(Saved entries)

════════════════════

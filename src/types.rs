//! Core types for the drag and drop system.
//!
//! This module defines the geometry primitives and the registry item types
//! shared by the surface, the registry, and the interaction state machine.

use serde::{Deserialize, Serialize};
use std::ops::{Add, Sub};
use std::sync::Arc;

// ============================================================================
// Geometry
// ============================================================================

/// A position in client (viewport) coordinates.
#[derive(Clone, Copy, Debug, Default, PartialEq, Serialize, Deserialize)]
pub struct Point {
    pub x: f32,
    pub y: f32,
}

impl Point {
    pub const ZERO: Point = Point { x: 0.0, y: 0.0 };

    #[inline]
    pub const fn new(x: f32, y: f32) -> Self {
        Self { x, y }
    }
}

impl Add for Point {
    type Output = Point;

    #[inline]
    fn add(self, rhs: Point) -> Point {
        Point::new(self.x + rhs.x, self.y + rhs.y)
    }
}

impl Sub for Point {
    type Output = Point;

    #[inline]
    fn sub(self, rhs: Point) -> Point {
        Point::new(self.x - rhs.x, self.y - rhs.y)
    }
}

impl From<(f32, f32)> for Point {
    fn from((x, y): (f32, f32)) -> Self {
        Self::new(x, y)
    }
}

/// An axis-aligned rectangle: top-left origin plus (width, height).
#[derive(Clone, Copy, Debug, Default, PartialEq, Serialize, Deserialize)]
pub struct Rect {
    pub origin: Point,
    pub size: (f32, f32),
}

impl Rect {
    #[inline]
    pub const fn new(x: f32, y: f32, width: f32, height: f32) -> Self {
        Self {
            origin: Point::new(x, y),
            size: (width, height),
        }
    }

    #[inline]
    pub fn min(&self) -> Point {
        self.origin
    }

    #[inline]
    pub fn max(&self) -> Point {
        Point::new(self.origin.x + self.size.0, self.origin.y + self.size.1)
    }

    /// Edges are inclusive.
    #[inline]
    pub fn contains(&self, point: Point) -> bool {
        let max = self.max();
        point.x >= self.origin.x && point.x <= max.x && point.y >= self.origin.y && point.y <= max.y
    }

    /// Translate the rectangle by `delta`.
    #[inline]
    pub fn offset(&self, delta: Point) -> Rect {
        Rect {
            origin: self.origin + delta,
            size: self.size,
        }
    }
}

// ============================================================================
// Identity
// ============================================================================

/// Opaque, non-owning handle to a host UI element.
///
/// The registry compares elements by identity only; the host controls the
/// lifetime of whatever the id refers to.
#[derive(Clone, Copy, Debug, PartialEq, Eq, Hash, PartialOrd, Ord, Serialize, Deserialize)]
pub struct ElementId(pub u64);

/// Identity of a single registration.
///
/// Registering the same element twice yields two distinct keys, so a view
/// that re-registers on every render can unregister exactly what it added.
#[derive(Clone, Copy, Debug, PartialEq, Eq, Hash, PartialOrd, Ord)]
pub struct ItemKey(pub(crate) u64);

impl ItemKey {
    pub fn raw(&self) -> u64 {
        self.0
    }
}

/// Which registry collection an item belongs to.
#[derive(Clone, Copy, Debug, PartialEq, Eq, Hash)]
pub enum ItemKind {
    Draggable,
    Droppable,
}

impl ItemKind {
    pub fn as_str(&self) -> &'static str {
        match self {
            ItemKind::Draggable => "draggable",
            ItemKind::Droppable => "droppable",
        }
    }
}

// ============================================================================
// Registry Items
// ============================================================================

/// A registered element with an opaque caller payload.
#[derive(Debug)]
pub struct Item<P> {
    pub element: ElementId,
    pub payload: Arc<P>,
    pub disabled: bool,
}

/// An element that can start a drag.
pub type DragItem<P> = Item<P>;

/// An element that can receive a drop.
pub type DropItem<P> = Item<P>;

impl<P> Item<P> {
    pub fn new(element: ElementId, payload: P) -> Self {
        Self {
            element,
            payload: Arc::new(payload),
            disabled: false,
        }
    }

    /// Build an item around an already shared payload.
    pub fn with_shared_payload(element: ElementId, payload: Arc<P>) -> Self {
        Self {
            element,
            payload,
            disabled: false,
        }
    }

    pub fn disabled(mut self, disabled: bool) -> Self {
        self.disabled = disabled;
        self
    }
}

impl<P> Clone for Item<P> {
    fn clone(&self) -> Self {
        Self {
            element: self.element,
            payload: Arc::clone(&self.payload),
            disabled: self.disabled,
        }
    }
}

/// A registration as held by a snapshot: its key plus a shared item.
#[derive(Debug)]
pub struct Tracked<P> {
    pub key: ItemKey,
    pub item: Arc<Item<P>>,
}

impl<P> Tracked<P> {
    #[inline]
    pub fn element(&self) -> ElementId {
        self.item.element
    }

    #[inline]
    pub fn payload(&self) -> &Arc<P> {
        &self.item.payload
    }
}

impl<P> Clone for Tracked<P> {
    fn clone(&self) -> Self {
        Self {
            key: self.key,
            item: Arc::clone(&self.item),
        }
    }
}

════════════════════

▶ [Aim of the task]
All of the entries, from the first line to the last, should be duplicated exactly.

▶ [Reply]
filename src/types.rs
//! Core types for the drag and drop system.
//!
//! This module defines the geometry primitives and the registry item types
//! shared by the surface, the registry, and the interaction state machine.

use serde::{Deserialize, Serialize};
use std::ops::{Add, Sub};
use std::sync::Arc;

// ============================================================================
// Geometry
// ============================================================================

/// A position in client (viewport) coordinates.
#[derive(Clone, Copy, Debug, Default, PartialEq, Serialize, Deserialize)]
pub struct Point {
    pub x: f32,
    pub y: f32,
}

impl Point {
    pub const ZERO: Point = Point { x: 0.0, y: 0.0 };

    #[inline]
    pub const fn new(x: f32, y: f32) -> Self {
        Self { x, y }
    }
}

impl Add for Point {
    type Output = Point;

    #[inline]
    fn add(self, rhs: Point) -> Point {
        Point::new(self.x + rhs.x, self.y + rhs.y)
    }
}

impl Sub for Point {
    type Output = Point;

    #[inline]
    fn sub(self, rhs: Point) -> Point {
        Point::new(self.x - rhs.x, self.y - rhs.y)
    }
}

impl From<(f32, f32)> for Point {
    fn from((x, y): (f32, f32)) -> Self {
        Self::new(x, y)
    }
}

/// An axis-aligned rectangle: top-left origin plus (width, height).
#[derive(Clone, Copy, Debug, Default, PartialEq, Serialize, Deserialize)]
pub struct Rect {
    pub origin: Point,
    pub size: (f32, f32),
}

impl Rect {
    #[inline]
    pub const fn new(x: f32, y: f32, width: f32, height: f32) -> Self {
        Self {
            origin: Point::new(x, y),
            size: (width, height),
        }
    }

    #[inline]
    pub fn min(&self) -> Point {
        self.origin
    }

    #[inline]
    pub fn max(&self) -> Point {
        Point::new(self.origin.x + self.size.0, self.origin.y + self.size.1)
    }

    /// Edges are inclusive.
    #[inline]
    pub fn contains(&self, point: Point) -> bool {
        let max = self.max();
        point.x >= self.origin.x && point.x <= max.x && point.y >= self.origin.y && point.y <= max.y
    }

    /// Translate the rectangle by `delta`.
    #[inline]
    pub fn offset(&self, delta: Point) -> Rect {
        Rect {
            origin: self.origin + delta,
            size: self.size,
        }
    }
}

// ============================================================================
// Identity
// ============================================================================

/// Opaque, non-owning handle to a host UI element.
///
/// The registry compares elements by identity only; the host controls the
/// lifetime of whatever the id refers to.
#[derive(Clone, Copy, Debug, PartialEq, Eq, Hash, PartialOrd, Ord, Serialize, Deserialize)]
pub struct ElementId(pub u64);

/// Identity of a single registration.
///
/// Registering the same element twice yields two distinct keys, so a view
/// that re-registers on every render can unregister exactly what it added.
#[derive(Clone, Copy, Debug, PartialEq, Eq, Hash, PartialOrd, Ord)]
pub struct ItemKey(pub(crate) u64);

impl ItemKey {
    pub fn raw(&self) -> u64 {
        self.0
    }
}

/// Which registry collection an item belongs to.
#[derive(Clone, Copy, Debug, PartialEq, Eq, Hash)]
pub enum ItemKind {
    Draggable,
    Droppable,
}

impl ItemKind {
    pub fn as_str(&self) -> &'static str {
        match self {
            ItemKind::Draggable => "draggable",
            ItemKind::Droppable => "droppable",
        }
    }
}

// ============================================================================
// Registry Items
// ============================================================================

/// A registered element with an opaque caller payload.
#[derive(Debug)]
pub struct Item<P> {
    pub element: ElementId,
    pub payload: Arc<P>,
    pub disabled: bool,
}

/// An element that can start a drag.
pub type DragItem<P> = Item<P>;

/// An element that can receive a drop.
pub type DropItem<P> = Item<P>;

impl<P> Item<P> {
    pub fn new(element: ElementId, payload: P) -> Self {
        Self {
            element,
            payload: Arc::new(payload),
            disabled: false,
        }
    }

    /// Build an item around an already shared payload.
    pub fn with_shared_payload(element: ElementId, payload: Arc<P>) -> Self {
        Self {
            element,
            payload,
            disabled: false,
        }
    }

    pub fn disabled(mut self, disabled: bool) -> Self {
        self.disabled = disabled;
        self
    }
}

impl<P> Clone for Item<P> {
    fn clone(&self) -> Self {
        Self {
            element: self.element,
            payload: Arc::clone(&self.payload),
            disabled: self.disabled,
        }
    }
}

/// A registration as held by a snapshot: its key plus a shared item.
#[derive(Debug)]
pub struct Tracked<P> {
    pub key: ItemKey,
    pub item: Arc<Item<P>>,
}

impl<P> Tracked<P> {
    #[inline]
    pub fn element(&self) -> ElementId {
        self.item.element
    }

    #[inline]
    pub fn payload(&self) -> &Arc<P> {
        &self.item.payload
    }
}

impl<P> Clone for Tracked<P> {
    fn clone(&self) -> Self {
        Self {
            key: self.key,
            item: Arc::clone(&self.item),
        }
    }
}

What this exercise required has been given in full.